**REQUIRED ACTION**: How many lines in the records below include "struct"? Answer with the number only.

↓↓↓

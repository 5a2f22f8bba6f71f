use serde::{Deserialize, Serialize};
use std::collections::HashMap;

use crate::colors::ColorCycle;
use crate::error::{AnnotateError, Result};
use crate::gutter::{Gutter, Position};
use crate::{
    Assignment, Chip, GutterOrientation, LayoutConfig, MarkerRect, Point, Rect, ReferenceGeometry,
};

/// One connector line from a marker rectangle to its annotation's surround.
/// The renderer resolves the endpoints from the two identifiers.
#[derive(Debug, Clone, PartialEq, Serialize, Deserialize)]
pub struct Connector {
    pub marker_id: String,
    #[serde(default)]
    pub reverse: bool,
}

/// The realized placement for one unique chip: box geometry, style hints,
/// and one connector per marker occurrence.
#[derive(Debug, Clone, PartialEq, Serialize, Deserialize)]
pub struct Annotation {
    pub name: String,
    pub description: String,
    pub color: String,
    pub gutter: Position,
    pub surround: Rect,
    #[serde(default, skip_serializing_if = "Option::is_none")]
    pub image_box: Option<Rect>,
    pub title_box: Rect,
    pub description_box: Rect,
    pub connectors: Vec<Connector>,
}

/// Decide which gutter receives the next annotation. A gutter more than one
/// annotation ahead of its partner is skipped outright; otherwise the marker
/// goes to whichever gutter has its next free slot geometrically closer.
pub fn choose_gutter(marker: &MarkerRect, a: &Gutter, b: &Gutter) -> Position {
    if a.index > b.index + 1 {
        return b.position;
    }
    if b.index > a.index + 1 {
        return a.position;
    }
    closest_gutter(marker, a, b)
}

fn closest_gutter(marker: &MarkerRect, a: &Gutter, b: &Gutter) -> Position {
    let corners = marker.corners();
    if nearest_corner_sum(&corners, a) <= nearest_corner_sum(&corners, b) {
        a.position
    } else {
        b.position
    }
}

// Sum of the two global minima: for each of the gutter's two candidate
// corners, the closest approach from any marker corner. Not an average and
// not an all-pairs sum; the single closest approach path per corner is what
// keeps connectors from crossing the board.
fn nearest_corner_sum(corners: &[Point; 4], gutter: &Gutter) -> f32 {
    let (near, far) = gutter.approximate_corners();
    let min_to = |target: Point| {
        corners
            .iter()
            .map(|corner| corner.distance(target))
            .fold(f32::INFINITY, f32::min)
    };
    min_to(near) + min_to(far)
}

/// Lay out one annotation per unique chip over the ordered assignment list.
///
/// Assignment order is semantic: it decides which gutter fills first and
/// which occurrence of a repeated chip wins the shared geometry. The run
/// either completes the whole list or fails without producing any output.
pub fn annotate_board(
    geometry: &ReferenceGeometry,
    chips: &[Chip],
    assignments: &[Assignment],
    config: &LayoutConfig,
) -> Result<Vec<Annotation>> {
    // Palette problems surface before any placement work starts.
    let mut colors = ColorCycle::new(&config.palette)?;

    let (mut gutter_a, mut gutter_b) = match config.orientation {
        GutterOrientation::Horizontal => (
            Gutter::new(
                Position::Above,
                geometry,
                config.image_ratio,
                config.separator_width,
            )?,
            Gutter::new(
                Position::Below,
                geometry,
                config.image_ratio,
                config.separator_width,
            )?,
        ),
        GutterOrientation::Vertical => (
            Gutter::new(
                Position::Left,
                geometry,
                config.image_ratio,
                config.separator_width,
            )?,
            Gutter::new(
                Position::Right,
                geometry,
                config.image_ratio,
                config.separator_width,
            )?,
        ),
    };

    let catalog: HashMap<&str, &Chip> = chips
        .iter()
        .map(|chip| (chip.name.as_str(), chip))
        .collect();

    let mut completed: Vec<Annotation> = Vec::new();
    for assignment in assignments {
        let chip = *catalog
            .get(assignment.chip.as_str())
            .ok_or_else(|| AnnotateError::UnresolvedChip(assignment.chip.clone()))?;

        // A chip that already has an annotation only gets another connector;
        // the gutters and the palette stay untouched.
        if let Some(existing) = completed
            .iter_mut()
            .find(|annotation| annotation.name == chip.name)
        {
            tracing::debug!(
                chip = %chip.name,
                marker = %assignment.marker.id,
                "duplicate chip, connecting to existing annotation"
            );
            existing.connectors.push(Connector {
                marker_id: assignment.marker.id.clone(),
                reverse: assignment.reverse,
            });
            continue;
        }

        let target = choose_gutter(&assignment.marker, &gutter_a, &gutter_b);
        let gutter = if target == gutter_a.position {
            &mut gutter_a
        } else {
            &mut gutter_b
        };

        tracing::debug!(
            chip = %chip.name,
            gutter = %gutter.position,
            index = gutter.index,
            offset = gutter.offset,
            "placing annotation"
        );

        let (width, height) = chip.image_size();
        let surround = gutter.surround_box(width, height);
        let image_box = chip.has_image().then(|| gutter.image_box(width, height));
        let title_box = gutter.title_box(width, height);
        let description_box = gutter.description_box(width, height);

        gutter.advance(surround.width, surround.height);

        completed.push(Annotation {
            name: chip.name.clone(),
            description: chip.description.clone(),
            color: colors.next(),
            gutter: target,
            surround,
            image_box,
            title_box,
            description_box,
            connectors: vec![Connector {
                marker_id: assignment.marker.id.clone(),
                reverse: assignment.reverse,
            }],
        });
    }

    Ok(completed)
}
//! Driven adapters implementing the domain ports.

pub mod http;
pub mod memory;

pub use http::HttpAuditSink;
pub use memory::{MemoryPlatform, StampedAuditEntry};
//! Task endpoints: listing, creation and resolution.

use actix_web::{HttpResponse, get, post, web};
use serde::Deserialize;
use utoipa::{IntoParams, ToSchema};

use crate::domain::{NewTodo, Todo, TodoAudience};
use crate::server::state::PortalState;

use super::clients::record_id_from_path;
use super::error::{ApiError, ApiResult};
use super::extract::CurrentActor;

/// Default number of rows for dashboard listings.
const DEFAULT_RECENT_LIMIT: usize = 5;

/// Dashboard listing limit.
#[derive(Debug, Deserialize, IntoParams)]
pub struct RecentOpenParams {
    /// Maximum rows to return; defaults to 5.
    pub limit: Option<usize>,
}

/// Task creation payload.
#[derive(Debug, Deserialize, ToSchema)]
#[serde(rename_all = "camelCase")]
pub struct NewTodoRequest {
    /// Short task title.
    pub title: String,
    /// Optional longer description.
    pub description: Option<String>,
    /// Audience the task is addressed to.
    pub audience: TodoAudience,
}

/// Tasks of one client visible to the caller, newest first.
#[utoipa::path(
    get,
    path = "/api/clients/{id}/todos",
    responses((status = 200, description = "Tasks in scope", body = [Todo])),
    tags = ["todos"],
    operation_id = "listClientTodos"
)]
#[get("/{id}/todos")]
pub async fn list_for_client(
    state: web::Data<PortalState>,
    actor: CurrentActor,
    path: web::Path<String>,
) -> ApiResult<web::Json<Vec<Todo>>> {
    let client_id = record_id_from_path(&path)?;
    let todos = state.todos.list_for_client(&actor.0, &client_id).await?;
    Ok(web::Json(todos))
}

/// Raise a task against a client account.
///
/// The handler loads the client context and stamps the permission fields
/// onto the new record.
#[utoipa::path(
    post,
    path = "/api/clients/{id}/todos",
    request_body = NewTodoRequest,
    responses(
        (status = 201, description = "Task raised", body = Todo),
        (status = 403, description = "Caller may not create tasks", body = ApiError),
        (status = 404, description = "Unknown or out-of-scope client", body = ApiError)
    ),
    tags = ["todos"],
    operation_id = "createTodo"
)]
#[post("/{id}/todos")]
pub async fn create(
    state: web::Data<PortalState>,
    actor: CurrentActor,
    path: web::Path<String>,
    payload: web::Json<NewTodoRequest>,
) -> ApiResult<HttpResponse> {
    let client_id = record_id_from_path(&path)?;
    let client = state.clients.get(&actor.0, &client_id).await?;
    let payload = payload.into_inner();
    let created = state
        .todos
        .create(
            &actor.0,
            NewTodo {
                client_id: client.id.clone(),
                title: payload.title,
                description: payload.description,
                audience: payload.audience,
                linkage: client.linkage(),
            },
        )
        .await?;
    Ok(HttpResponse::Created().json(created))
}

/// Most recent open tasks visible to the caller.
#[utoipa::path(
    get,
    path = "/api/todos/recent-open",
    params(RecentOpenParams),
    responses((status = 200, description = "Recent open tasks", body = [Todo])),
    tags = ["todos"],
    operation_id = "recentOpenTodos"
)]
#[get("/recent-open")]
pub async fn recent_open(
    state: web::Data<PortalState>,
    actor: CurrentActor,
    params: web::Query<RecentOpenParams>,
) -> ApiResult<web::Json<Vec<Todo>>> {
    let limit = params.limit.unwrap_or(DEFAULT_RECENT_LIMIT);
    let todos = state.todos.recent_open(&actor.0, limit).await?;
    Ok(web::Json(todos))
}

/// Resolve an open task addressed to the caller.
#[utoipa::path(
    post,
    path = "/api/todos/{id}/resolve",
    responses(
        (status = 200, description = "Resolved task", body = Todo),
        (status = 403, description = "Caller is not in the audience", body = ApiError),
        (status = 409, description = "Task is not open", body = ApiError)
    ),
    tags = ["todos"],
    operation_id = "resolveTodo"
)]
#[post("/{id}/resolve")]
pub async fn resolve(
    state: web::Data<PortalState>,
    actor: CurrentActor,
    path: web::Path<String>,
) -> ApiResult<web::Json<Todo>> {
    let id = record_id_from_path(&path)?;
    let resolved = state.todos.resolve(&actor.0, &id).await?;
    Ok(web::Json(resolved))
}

↑↑↑

**SOLUTION TO THIS EXERCISE**: 4